Talent and technology are clear areas where growth in this sector can be unlocked. The growing complexity of offshoring requirements necessitates building a proper talent hub to help bridge employee gaps and better match local talent to employers’ needs. Businesses in the industry could explore developing facilities and digital infrastructure to enable industry expansion outside the metros, especially in future “digital cities” nationwide. Introducing new service areas could capture latent demand from existing clients with evolving needs as well as unserved clients. BPO centers could explore the potential of offering higher-value services by cultivating technology-focused capabilities, such as using gen AI to unlock revenue, deliver sales excellence, and reduce general administrative costs.
Sustainability
The Philippines is considered to be the fourth most vulnerable country to climate change in the world as, due to its geographic location, the country has a higher risk of exposure to natural disasters, such as rising sea levels. 29 “The Philippines has been ranked the fourth most vulnerable country to climate change,” Global Climate Risk Index, January 2021. Approximately $3.2 billion, on average, in economic loss could occur annually because of natural disasters over the next five decades, translating to up to 7 to 8 percent of the country’s nominal GDP. 30 “The Philippines has been ranked the fourth most vulnerable country to climate change,” Global Climate Risk Index, January 2021.

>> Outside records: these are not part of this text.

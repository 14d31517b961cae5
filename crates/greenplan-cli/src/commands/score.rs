use crate::cli::ScoreArgs;
use crate::output::OutputWriter;
use crate::output_types::{LocationRow, ScoreOutput};
use anyhow::{bail, Result};
use greenplan_core::models::{
    EnvironmentConditions, EnvironmentSample, LocationTable, ReadingStatus, RoomType,
    SpecialConditions,
};
use greenplan_engine::environment::validate_readings;
use greenplan_engine::{
    adjust_for_conditions, extract_room_locations, resolve_samples, rules_for, EnergyScorer,
    SampleSet,
};
use std::collections::BTreeMap;

use super::timestamp_or_now;

/// Score a description against the reference site
pub fn execute(args: ScoreArgs, output: &OutputWriter) -> Result<()> {
    let rooms: Vec<RoomType> = args
        .rooms
        .room_counts()
        .into_iter()
        .filter(|(_, count)| *count > 0)
        .map(|(room, _)| room)
        .collect();
    if rooms.is_empty() {
        bail!("At least one room type needs a positive count");
    }

    let timestamp = timestamp_or_now(args.at);
    let rules =
        adjust_for_conditions(&rules_for(timestamp), SpecialConditions::from(&args.conditions));
    let table = LocationTable::reference();

    let room_locations = extract_room_locations(&args.description);
    let samples = resolve_samples(&room_locations, &table);

    let scorer = EnergyScorer::default();
    let scores = scorer.score(&rooms, &args.rooms.windows(), &samples, &rules);
    let report = scorer.report(&scores);

    let observed: BTreeMap<RoomType, EnvironmentSample> = rooms
        .iter()
        .filter_map(|room| samples.get(room).map(|set| (*room, mean(set))))
        .collect();
    let readings = validate_readings(&observed, &rules);

    if output.is_json() {
        let result = ScoreOutput {
            conditions: EnvironmentConditions {
                season: rules.season,
                time_of_day: rules.time_of_day,
            },
            room_locations,
            readings,
            report,
        };
        return output.result(&result);
    }

    output.section("Room Locations");
    output.table(LocationRow::rows(&room_locations));

    let off_target: Vec<String> = readings
        .iter()
        .flat_map(|(room, factors)| {
            factors
                .iter()
                .filter(|(_, reading)| reading.status != ReadingStatus::Normal)
                .map(move |(factor, reading)| {
                    format!(
                        "{} {:?}: {:.1} is {:?} (ideal {:.1})",
                        room, factor, reading.value, reading.status, reading.ideal
                    )
                })
        })
        .collect();
    if !off_target.is_empty() {
        output.section("Readings Outside Range");
        for line in &off_target {
            output.bullet(line);
        }
    }

    output.section("Energy Efficiency");
    output.kv("Conditions", format!("{}, {}", rules.season, rules.time_of_day));
    output.kv("Grade", report.grade);
    output.kv("Total score", format!("{:.2}", report.total_score));
    output.kv("Temperature", format!("{:.2}", report.detailed_scores.temperature_adaptation));
    output.kv("Natural light", format!("{:.2}", report.detailed_scores.natural_light_utilization));
    output.kv("Humidity", format!("{:.2}", report.detailed_scores.humidity_control));

    for line in &report.explanation {
        output.bullet(line);
    }
    if !report.suggestions.is_empty() {
        output.section("Suggestions");
        for suggestion in &report.suggestions {
            output.bullet(suggestion);
        }
    }
    Ok(())
}

fn mean(set: &SampleSet) -> EnvironmentSample {
    let n = set.as_slice().len() as f64;
    EnvironmentSample::new(
        set.iter().map(|s| s.temperature).sum::<f64>() / n,
        set.iter().map(|s| s.humidity).sum::<f64>() / n,
        set.iter().map(|s| s.sunlight).sum::<f64>() / n,
    )
}
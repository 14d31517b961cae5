//! Candidate configurations from generator output
//!
//! Generators do not always return clean JSON: answers arrive wrapped in
//! prose or code fences and sometimes carry trailing commas. Parsing tries the
//! text as is first, then a repaired copy.

use greenplan_core::error::{GreenplanError, Result};
use greenplan_core::models::CandidateConfiguration;
use regex::Regex;
use serde_json::Value;
use std::collections::BTreeMap;

const TRAILING_COMMA: &str = r",\s*([}\]])";

/// Parse the candidate list out of a generator answer
///
/// Fails with `MalformedResponse` when no JSON object can be recovered or it
/// has no `configurations` array. Candidates without a name or a description
/// are dropped with a warning, so the list may come back empty.
pub fn parse_configurations(text: &str) -> Result<Vec<CandidateConfiguration>> {
    let document = parse_document(text)?;

    let Some(items) = document.get("configurations").and_then(Value::as_array) else {
        return Err(GreenplanError::MalformedResponse {
            reason: "response has no 'configurations' array".to_string(),
        });
    };

    let candidates: Vec<CandidateConfiguration> = items
        .iter()
        .enumerate()
        .filter_map(|(n, item)| {
            let candidate = candidate_from(item);
            if candidate.is_none() {
                tracing::warn!(index = n, "Discarding configuration without name or description");
            }
            candidate
        })
        .collect();

    tracing::debug!(received = items.len(), kept = candidates.len(), "Parsed configurations");
    Ok(candidates)
}

fn parse_document(text: &str) -> Result<Value> {
    if let Ok(value) = serde_json::from_str::<Value>(text.trim()) {
        return Ok(value);
    }

    let repaired = repair(text)?;
    serde_json::from_str::<Value>(&repaired).map_err(|e| GreenplanError::MalformedResponse {
        reason: format!("response is not valid JSON: {}", e),
    })
}

/// Outermost `{...}` of `text` with trailing commas removed
fn repair(text: &str) -> Result<String> {
    let (Some(start), Some(end)) = (text.find('{'), text.rfind('}')) else {
        return Err(GreenplanError::MalformedResponse {
            reason: "response contains no JSON object".to_string(),
        });
    };
    if end < start {
        return Err(GreenplanError::MalformedResponse {
            reason: "response contains no JSON object".to_string(),
        });
    }

    let pattern = Regex::new(TRAILING_COMMA).map_err(|e| GreenplanError::MalformedResponse {
        reason: format!("repair pattern failed to compile: {}", e),
    })?;

    tracing::debug!("Repairing generator response");
    Ok(pattern.replace_all(&text[start..=end], "$1").into_owned())
}

fn candidate_from(item: &Value) -> Option<CandidateConfiguration> {
    let name = non_blank(item.get("name"))?;
    let description = non_blank(item.get("description"))?;

    Some(CandidateConfiguration {
        name,
        description,
        advantages: text_map(item.get("advantages")),
        considerations: text_map(item.get("considerations")),
    })
}

fn non_blank(value: Option<&Value>) -> Option<String> {
    value.and_then(Value::as_str).map(str::trim).filter(|s| !s.is_empty()).map(String::from)
}

/// Object entries as text; non-string values keep their JSON spelling
fn text_map(value: Option<&Value>) -> BTreeMap<String, String> {
    let Some(Value::Object(map)) = value else {
        return BTreeMap::new();
    };

    map.iter()
        .map(|(key, value)| {
            let text = match value {
                Value::String(s) => s.clone(),
                other => other.to_string(),
            };
            (key.clone(), text)
        })
        .collect()
}
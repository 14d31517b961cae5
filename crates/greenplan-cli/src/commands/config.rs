use crate::config_loader::load_config;
use crate::output::OutputWriter;
use crate::output_types::{ConfigEntry, ConfigRow};
use anyhow::Result;
use std::collections::BTreeMap;
use std::path::Path;

pub fn execute(config_path: Option<&Path>, output: &OutputWriter) -> Result<()> {
    let config = load_config(config_path)?;

    let entries: BTreeMap<String, ConfigEntry> = config
        .to_inspection_map()
        .into_iter()
        .map(|(key, (value, source))| (key, ConfigEntry { value, source: format!("{:?}", source) }))
        .collect();

    if output.is_json() {
        return output.result(&entries);
    }

    output.section("Effective Configuration");
    let rows = entries
        .into_iter()
        .map(|(key, entry)| ConfigRow { key, value: entry.value, source: entry.source })
        .collect();
    output.table::<ConfigRow>(rows);
    Ok(())
}
use uuid::Uuid;

use crate::error::Result;
use crate::models::DesignOutcome;

/// Port for persisting design outcomes
pub trait DesignStore: Send + Sync {
    /// Persist an outcome and make it the latest one
    fn save(&self, outcome: &DesignOutcome) -> Result<Uuid>;

    /// The most recently saved outcome
    fn latest(&self) -> Result<Option<DesignOutcome>>;

    /// All saved outcomes, oldest first
    fn history(&self) -> Result<Vec<DesignOutcome>>;
}

impl<S: DesignStore + ?Sized> DesignStore for &S {
    fn save(&self, outcome: &DesignOutcome) -> Result<Uuid> {
        (**self).save(outcome)
    }

    fn latest(&self) -> Result<Option<DesignOutcome>> {
        (**self).latest()
    }

    fn history(&self) -> Result<Vec<DesignOutcome>> {
        (**self).history()
    }
}
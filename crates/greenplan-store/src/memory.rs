//! In-memory design store
//!
//! Keeps saved outcomes in insertion order behind an `RwLock`. A poisoned
//! lock surfaces as a storage error.

use greenplan_core::error::{GreenplanError, Result};
use greenplan_core::models::DesignOutcome;
use greenplan_core::ports::DesignStore;
use std::sync::{Arc, RwLock};
use uuid::Uuid;

use crate::outcome_id;

/// Design store that lives for the duration of the process
#[derive(Debug, Clone, Default)]
pub struct MemoryDesignStore {
    outcomes: Arc<RwLock<Vec<(Uuid, DesignOutcome)>>>,
}

impl MemoryDesignStore {
    pub fn new() -> Self {
        Self::default()
    }

    /// Number of saved outcomes
    pub fn len(&self) -> usize {
        self.outcomes.read().map(|outcomes| outcomes.len()).unwrap_or(0)
    }

    pub fn is_empty(&self) -> bool {
        self.len() == 0
    }

    /// Outcome saved under `id`
    pub fn get(&self, id: Uuid) -> Result<Option<DesignOutcome>> {
        let outcomes = self.outcomes.read().map_err(poisoned)?;
        Ok(outcomes.iter().find(|(saved, _)| *saved == id).map(|(_, outcome)| outcome.clone()))
    }
}

impl DesignStore for MemoryDesignStore {
    fn save(&self, outcome: &DesignOutcome) -> Result<Uuid> {
        let id = outcome_id(outcome);
        let mut outcomes = self.outcomes.write().map_err(poisoned)?;
        outcomes.push((id, outcome.clone()));
        tracing::debug!(%id, total = outcomes.len(), "Stored design outcome in memory");
        Ok(id)
    }

    fn latest(&self) -> Result<Option<DesignOutcome>> {
        let outcomes = self.outcomes.read().map_err(poisoned)?;
        Ok(outcomes.last().map(|(_, outcome)| outcome.clone()))
    }

    fn history(&self) -> Result<Vec<DesignOutcome>> {
        let outcomes = self.outcomes.read().map_err(poisoned)?;
        Ok(outcomes.iter().map(|(_, outcome)| outcome.clone()).collect())
    }
}

fn poisoned<T>(_: std::sync::PoisonError<T>) -> GreenplanError {
    GreenplanError::Storage("design store lock poisoned".to_string())
}

#[cfg(test)]
mod tests {
    use super::*;
    use crate::fixtures;

    #[test]
    fn test_empty_store() {
        let store = MemoryDesignStore::new();
        assert!(store.is_empty());
        assert!(store.latest().unwrap().is_none());
        assert!(store.history().unwrap().is_empty());
    }

    #[test]
    fn test_completed_outcome_keeps_its_id() {
        let store = MemoryDesignStore::new();
        let outcome = fixtures::completed();
        let expected = outcome.result().unwrap().meta_info.id;

        let id = store.save(&outcome).unwrap();
        assert_eq!(id, expected);
        assert_eq!(store.get(id).unwrap(), Some(outcome));
    }

    #[test]
    fn test_latest_and_history_order() {
        let store = MemoryDesignStore::new();
        store.save(&fixtures::failure("first")).unwrap();
        store.save(&fixtures::completed()).unwrap();
        store.save(&fixtures::failure("third")).unwrap();

        let history = store.history().unwrap();
        assert_eq!(history.len(), 3);
        assert_eq!(history[0].failure().unwrap().error, "first");
        assert!(history[1].is_completed());
        assert_eq!(store.latest().unwrap().unwrap().failure().unwrap().error, "third");
    }

    #[test]
    fn test_clones_share_storage() {
        let store = MemoryDesignStore::new();
        let handle = store.clone();
        handle.save(&fixtures::failure("shared")).unwrap();
        assert_eq!(store.len(), 1);
    }
}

The Philippines could capitalize on five green growth opportunities to operate in global value chains and catalyze growth for the nation:
- Renewable energy: The country could aim to generate 50 percent of its energy from renewables by 2040, building on its high renewable energy potential and the declining cost of producing renewable energy.
- Solar photovoltaic (PV) manufacturing: More than a twofold increase in annual output from 2023 to 2030 could be achieved, enabled by lower production costs.
- Battery production: The Philippines could aim for a $1.5 billion domestic market by 2030, capitalizing on its vast nickel reserves (the second largest globally). 31 “MineSpans,” McKinsey, November 2023.
- Electric mobility: Electric vehicles could account for 15 percent of the country’s vehicle sales by 2030 (from less than 1 percent currently), driven by incentives, local distribution, and charging infrastructure. 32 McKinsey analysis based on input from industry experts.
- Nature-based solutions: The country’s largely untapped total abatement potential could reach up to 200 to 300 metric tons of CO 2 , enabled by its biodiversity and strong demand.
The Philippine economy: Three scenarios for growth
Having grown faster than other economies in Southeast Asia in 2023 to end the year with 5.6 percent growth, the Philippines can expect a similarly healthy growth outlook for 2024. Based on our analysis, there are three potential scenarios for the country’s growth. 33 McKinsey analysis in partnership with Oxford Economics.
Slower growth: The first scenario projects GDP growth of 4.8 percent if there are challenging conditions—such as declining trade and accelerated inflation—which could keep key policy rates high at about 6.5 percent and dampen private consumption, leading to slower long-term growth.
Soft landing: The second scenario projects GDP growth of 5.2 percent if inflation moderates and global conditions turn out to be largely favorable due to a stable investment environment and regional trade demand.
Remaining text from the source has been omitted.